By DAVE WILKINS Capital Press Staff Writer


6/27/03

SUN VALLEY, Idaho — After three decades, it’s time to reform the Endangered Species Act, Idaho Gov. Dirk Kempthorne told a group attending a workshop here this week.

This year marks the 30th anniversary of the passage of the ESA.

Unfortunately, it’s debatable whether the act has done much good, Kempthorne said.

If the act had resulted in “meaningful, measurable pro-gress” it should be obvious, but the evidence isn’t there, he said.

“I’ll tell you where it has succeeded,” Kempthorne said. “In litigation, controversy and conflict.”

The act has spawned a flood of lawsuits but has done little for species recovery, private landowners or the state, he said.

“Litigation rarely helps the species,” Kempthorne said.

He blasted the act for being a “heavy-handed” tool of government and for intimidating landowners.

“There is a fear because the law focuses on those who don’t comply,” he said.

Twenty-nine species found in Idaho have been listed as threatened or endangered since the act was passed in 1973, but there’s been little hard evidence to show which of those species actually needs to be listed, Kempthorne said.

“Science must be our guide,” in determining the need for species recovery efforts, he said. What is needed is an ESA, “that focuses on species recovery and cooperation, not conflict.”

It would be far better if the states took the lead in species recovery efforts, working cooperatively with private landowners to prevent species from being listed in the first place, Kempthorne said.
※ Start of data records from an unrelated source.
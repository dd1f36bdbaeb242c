use crate::error::Result;

/// Validate structural integrity of a geometric entity.
pub trait Validate {
    fn validate(&self) -> Result<()>;
}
Rather than focusing on punishment for non-compliance, “We need to focus instead on incentives,” he said. “We need more latitude to allow landowners to carry out their plans immediately.”

As a U.S. senator, Kempthorne led an unsuccessful effort to reform the ESA and was the first governor in the nation to establish a state Office of Species Conservation after he became Idaho’s chief executive in 1999.

Even federal officials have recently acknowledged that the ESA is in need of reform.

In May, Craig Monson, U.S. Assistant Secretary of the Interior for Fish and Wildlife and Parks, declared the act “broken.”

A flood of court orders requiring critical habitat designations is undermining endangered species conservation by compromising the agency’s ability to protect new species, Monson said.

The agency is expected to run out of funds in July to designate critical habitat.

“This flood of litigation over critical habitat designations is preventing the Fish and Wildlife Service from protecting new species and reducing its ability to recover plants and animals already listed as threatened or endangered,” Monson said in a news release.

Meanwhile, Idaho is making progress in species conservation by being proactive and not waiting for the federal government to tell it what to do, Kempthorne said.

The state has worked with ranchers in central Idaho’s Lemhi River watershed to restore more than 50 miles of streams that will aid fish recovery and is in the process of establishing a similar restoration effort in the Salmon River basin.

Monson said that, in almost all cases, recovery of listed species will come through voluntary cooperative partnerships, not regulatory measures such as critical habitat designations.